At present, the image existing of Hungarian universities in Western Europe and the United States of America is not the most favorable one. This puts early career researchers in a difficult position when trying to advance professionally. There are, however, several enthusiastic and active researchers who, through their perseverance can deliver new results and fantastic accomplishments across continents.
Martin Zsarnoczky, Ph.D., associate professor of a Hungarian private university (Kodolányi János University) has recently acquired numerous prestigious awards, which gives proof of great willpower and hard driven work ethic. This September, the research and results regarding the life quality and well-being of the elderly of Dr. Zsarnoczky has been chosen by the European Commission as one of the best ones out of more than 10000 applications. The event organized by the European Commission, European Week of Regions and Cities, is the biggest and most high-level event in Brussels. The one-week long event hosted 6000 experts, 150 workshops and next to the professional officers forums, the TOP 30 MASTERCLASS program, where Dr. Zsarnoczky got to present his results, followed by questions from EP members regarding the presentation.

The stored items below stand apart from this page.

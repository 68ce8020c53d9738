//! Domain types shared by query understanding, autosuggest and search.

use std::collections::BTreeMap;
use std::fmt;
use std::str::FromStr;

use serde::{Deserialize, Serialize};

use crate::error::Error;
use crate::filters::FilterSet;
use crate::outcome::DegradeReason;

/// Opaque stored fields of a retrieved document.
pub type Fields = serde_json::Map<String, serde_json::Value>;

/// field -> value -> count
pub type Facets = BTreeMap<String, BTreeMap<String, u64>>;

/// Result of entity extraction over a raw query.
///
/// - `industries`/`locations`: detected category names in vocabulary order, no duplicates
/// - `cleaned_query`: query with detected keywords and stop words removed
#[derive(Debug, Clone, Default, PartialEq, Eq, Serialize, Deserialize)]
#[serde(rename_all = "camelCase")]
pub struct ParsedQuery {
    pub original_query: String,
    pub cleaned_query: String,
    pub industries: Vec<String>,
    pub locations: Vec<String>,
}

impl ParsedQuery {
    pub fn empty(original: impl Into<String>) -> Self {
        Self { original_query: original.into(), ..Self::default() }
    }

    pub fn has_industry_filters(&self) -> bool { !self.industries.is_empty() }
    pub fn has_location_filters(&self) -> bool { !self.locations.is_empty() }
    pub fn has_entities(&self) -> bool { self.has_industry_filters() || self.has_location_filters() }
}

#[derive(Debug, Clone, Copy, PartialEq, Eq, Hash, Serialize, Deserialize)]
#[serde(rename_all = "lowercase")]
pub enum SuggestionSource {
    Company,
    Industry,
    Location,
    Template,
}

impl SuggestionSource {
    pub fn as_str(self) -> &'static str {
        match self {
            SuggestionSource::Company => "company",
            SuggestionSource::Industry => "industry",
            SuggestionSource::Location => "location",
            SuggestionSource::Template => "template",
        }
    }
}

impl FromStr for SuggestionSource {
    type Err = Error;

    /// Accepts both the singular label and the plural endpoint names.
    fn from_str(s: &str) -> Result<Self, Self::Err> {
        match s.trim().to_ascii_lowercase().as_str() {
            "company" | "companies" => Ok(SuggestionSource::Company),
            "industry" | "industries" => Ok(SuggestionSource::Industry),
            "location" | "locations" => Ok(SuggestionSource::Location),
            "template" | "templates" => Ok(SuggestionSource::Template),
            other => Err(Error::InvalidRequest(format!("unknown suggestion source '{other}'"))),
        }
    }
}

#[derive(Debug, Clone, PartialEq, Serialize, Deserialize)]
pub struct Suggestion {
    pub text: String,
    #[serde(rename = "type")]
    pub source: SuggestionSource,
    pub score: f32,
    pub description: String,
}

impl Suggestion {
    pub fn new(
        text: impl Into<String>,
        source: SuggestionSource,
        score: f32,
        description: impl Into<String>,
    ) -> Self {
        Self { text: text.into(), source, score, description: description.into() }
    }
}

#[derive(Debug, Clone, Default, PartialEq, Serialize, Deserialize)]
#[serde(rename_all = "camelCase")]
pub struct SuggestionBundle {
    pub all_suggestions: Vec<Suggestion>,
    pub company_names: Vec<Suggestion>,
    pub industries: Vec<Suggestion>,
    pub locations: Vec<Suggestion>,
    pub query_templates: Vec<Suggestion>,
}

impl SuggestionBundle {
    pub fn is_empty(&self) -> bool {
        self.all_suggestions.is_empty()
            && self.company_names.is_empty()
            && self.industries.is_empty()
            && self.locations.is_empty()
            && self.query_templates.is_empty()
    }

    pub fn for_source(&self, source: SuggestionSource) -> &[Suggestion] {
        match source {
            SuggestionSource::Company => &self.company_names,
            SuggestionSource::Industry => &self.industries,
            SuggestionSource::Location => &self.locations,
            SuggestionSource::Template => &self.query_templates,
        }
    }

    /// A view holding only one source, mirrored into `all_suggestions`.
    pub fn only(&self, source: SuggestionSource) -> Self {
        let picked = self.for_source(source).to_vec();
        let mut view = Self { all_suggestions: picked.clone(), ..Self::default() };
        match source {
            SuggestionSource::Company => view.company_names = picked,
            SuggestionSource::Industry => view.industries = picked,
            SuggestionSource::Location => view.locations = picked,
            SuggestionSource::Template => view.query_templates = picked,
        }
        view
    }
}

#[derive(Debug, Clone, Copy, Default, PartialEq, Eq, Hash, Serialize, Deserialize)]
#[serde(rename_all = "lowercase")]
pub enum SearchMode {
    #[default]
    Lexical,
    Semantic,
    Hybrid,
}

impl SearchMode {
    pub fn as_str(self) -> &'static str {
        match self {
            SearchMode::Lexical => "lexical",
            SearchMode::Semantic => "semantic",
            SearchMode::Hybrid => "hybrid",
        }
    }

    /// Unrecognised names fall back to lexical.
    pub fn from_name(name: &str) -> Self { name.parse().unwrap_or_default() }
}

impl fmt::Display for SearchMode {
    fn fmt(&self, f: &mut fmt::Formatter<'_>) -> fmt::Result { f.write_str(self.as_str()) }
}

impl FromStr for SearchMode {
    type Err = Error;

    fn from_str(s: &str) -> Result<Self, Self::Err> {
        match s.trim().to_ascii_lowercase().as_str() {
            "lexical" => Ok(SearchMode::Lexical),
            "semantic" => Ok(SearchMode::Semantic),
            "hybrid" => Ok(SearchMode::Hybrid),
            other => Err(Error::InvalidRequest(format!("unknown search mode '{other}'"))),
        }
    }
}

/// Which retrieval path a document is attributed to.
#[derive(Debug, Clone, Copy, PartialEq, Eq, Hash, Serialize, Deserialize)]
#[serde(rename_all = "lowercase")]
pub enum MatchKind {
    Lexical,
    Semantic,
}

/// How the engine request was actually built, after any degradation.
#[derive(Debug, Clone, Copy, PartialEq, Eq, Serialize, Deserialize)]
#[serde(rename_all = "snake_case")]
pub enum RetrievalStrategy {
    Lexical,
    Vector,
    BoostedLexical,
    VectorBoostedLexical,
}

#[derive(Debug, Clone, Default, PartialEq, Serialize, Deserialize)]
pub struct RetrievedDocument {
    #[serde(flatten)]
    pub fields: Fields,
    #[serde(rename = "searchType", default, skip_serializing_if = "Option::is_none")]
    pub search_type: Option<MatchKind>,
}

impl RetrievedDocument {
    pub fn new(fields: Fields) -> Self { Self { fields, search_type: None } }

    /// Engine relevance score, 0 when the engine did not return one.
    #[allow(clippy::cast_possible_truncation)]
    pub fn score(&self) -> f32 {
        self.fields.get("score").and_then(serde_json::Value::as_f64).map_or(0.0, |s| s as f32)
    }

    pub fn id(&self) -> Option<String> { self.text("id") }

    /// A stored field rendered as text; multi-valued fields are joined with spaces.
    pub fn text(&self, field: &str) -> Option<String> {
        match self.fields.get(field)? {
            serde_json::Value::Null => None,
            serde_json::Value::String(s) => Some(s.clone()),
            serde_json::Value::Array(items) => Some(
                items
                    .iter()
                    .map(|v| v.as_str().map_or_else(|| v.to_string(), str::to_string))
                    .collect::<Vec<_>>()
                    .join(" "),
            ),
            other => Some(other.to_string()),
        }
    }

    /// Drop every field whose name ends with `suffix`.
    pub fn strip_fields_ending_with(&mut self, suffix: &str) {
        self.fields.retain(|name, _| !name.ends_with(suffix));
    }
}

#[derive(Debug, Clone, Copy, Default, PartialEq, Eq, Serialize, Deserialize)]
#[serde(rename_all = "camelCase")]
pub struct PaginationInfo {
    pub current_page: usize,
    pub page_size: usize,
    pub total_pages: u64,
    pub has_next: bool,
    pub has_previous: bool,
}

impl PaginationInfo {
    pub fn new(current_page: usize, page_size: usize, total_results: u64) -> Self {
        let total_pages = if page_size == 0 { 0 } else { total_results.div_ceil(page_size as u64) };
        Self {
            current_page,
            page_size,
            total_pages,
            has_next: (current_page as u64).saturating_add(1) < total_pages,
            has_previous: current_page > 0,
        }
    }
}

#[derive(Debug, Clone, Default, PartialEq, Serialize, Deserialize)]
#[serde(rename_all = "camelCase")]
pub struct QueryInfo {
    pub query: Option<String>,
    pub filters: FilterSet,
    pub sort: String,
    pub execution_time_ms: u64,
}

#[derive(Debug, Clone, PartialEq, Serialize, Deserialize)]
#[serde(rename_all = "camelCase")]
pub struct SearchMetadata {
    pub search_type: SearchMode,
    pub effective_mode: RetrievalStrategy,
    pub lexical_results_count: usize,
    pub semantic_results_count: usize,
    pub total_results_count: usize,
    #[serde(default, skip_serializing_if = "Option::is_none")]
    pub degradation: Option<DegradeReason>,
}

impl SearchMetadata {
    pub fn new(search_type: SearchMode, effective_mode: RetrievalStrategy) -> Self {
        Self {
            search_type,
            effective_mode,
            lexical_results_count: 0,
            semantic_results_count: 0,
            total_results_count: 0,
            degradation: None,
        }
    }

    /// Recount from the labels already assigned to `documents`.
    pub fn count(&mut self, documents: &[RetrievedDocument]) {
        self.lexical_results_count =
            documents.iter().filter(|d| d.search_type == Some(MatchKind::Lexical)).count();
        self.semantic_results_count =
            documents.iter().filter(|d| d.search_type == Some(MatchKind::Semantic)).count();
        self.total_results_count = documents.len();
    }
}

#[derive(Debug, Clone, PartialEq, Serialize, Deserialize)]
#[serde(rename_all = "camelCase")]
pub struct ResultPage {
    pub documents: Vec<RetrievedDocument>,
    pub total_results: u64,
    pub facets: Facets,
    pub pagination: PaginationInfo,
    pub query_info: QueryInfo,
    pub search_metadata: SearchMetadata,
    /// Large/Medium/Small employee counts, when requested on the convenience path.
    #[serde(default, skip_serializing_if = "Option::is_none")]
    pub employee_size_facets: Option<BTreeMap<String, u64>>,
}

The Hungarian community of New York has also gotten a chance to know a new and unique study, which focuses on different generations’ and locals’ well-being and touristic habits. The study is currently in its half-time and would like to incorporate as many age groups as possible. In today’s fast-paced world it is important for the work hours invested in results to be recognized. The personal commitment to research has paid off in America as well, the New York Hungarian Scientific Society has awarded Dr. Zsarnoczky’s work and the results reached by him. The early career researcher has been asked to give a speech and presentation at the 4th Annual Fundraising Gala and Dinner of the New York Hungarian Scientific Society in December. After this, the researcher has been elected member of the before mentioned society.
Besides everyday tasks, one of the biggest achievements of Dr. Zsarnoczky is the collaboration program with Boston University. During the program, American university students have visited Hungary in order to develop an assignment through which they have taken part in the development of an international concept for the assisted elderly. The work, which has ended in December, has focused on the development of a complex improvement plan of a Hungarian town and possibilities through which it can be introduced to the American market. During the assignment in international cooperation, four different concepts of a full university class have been developed, where European and American thinking have approached each other.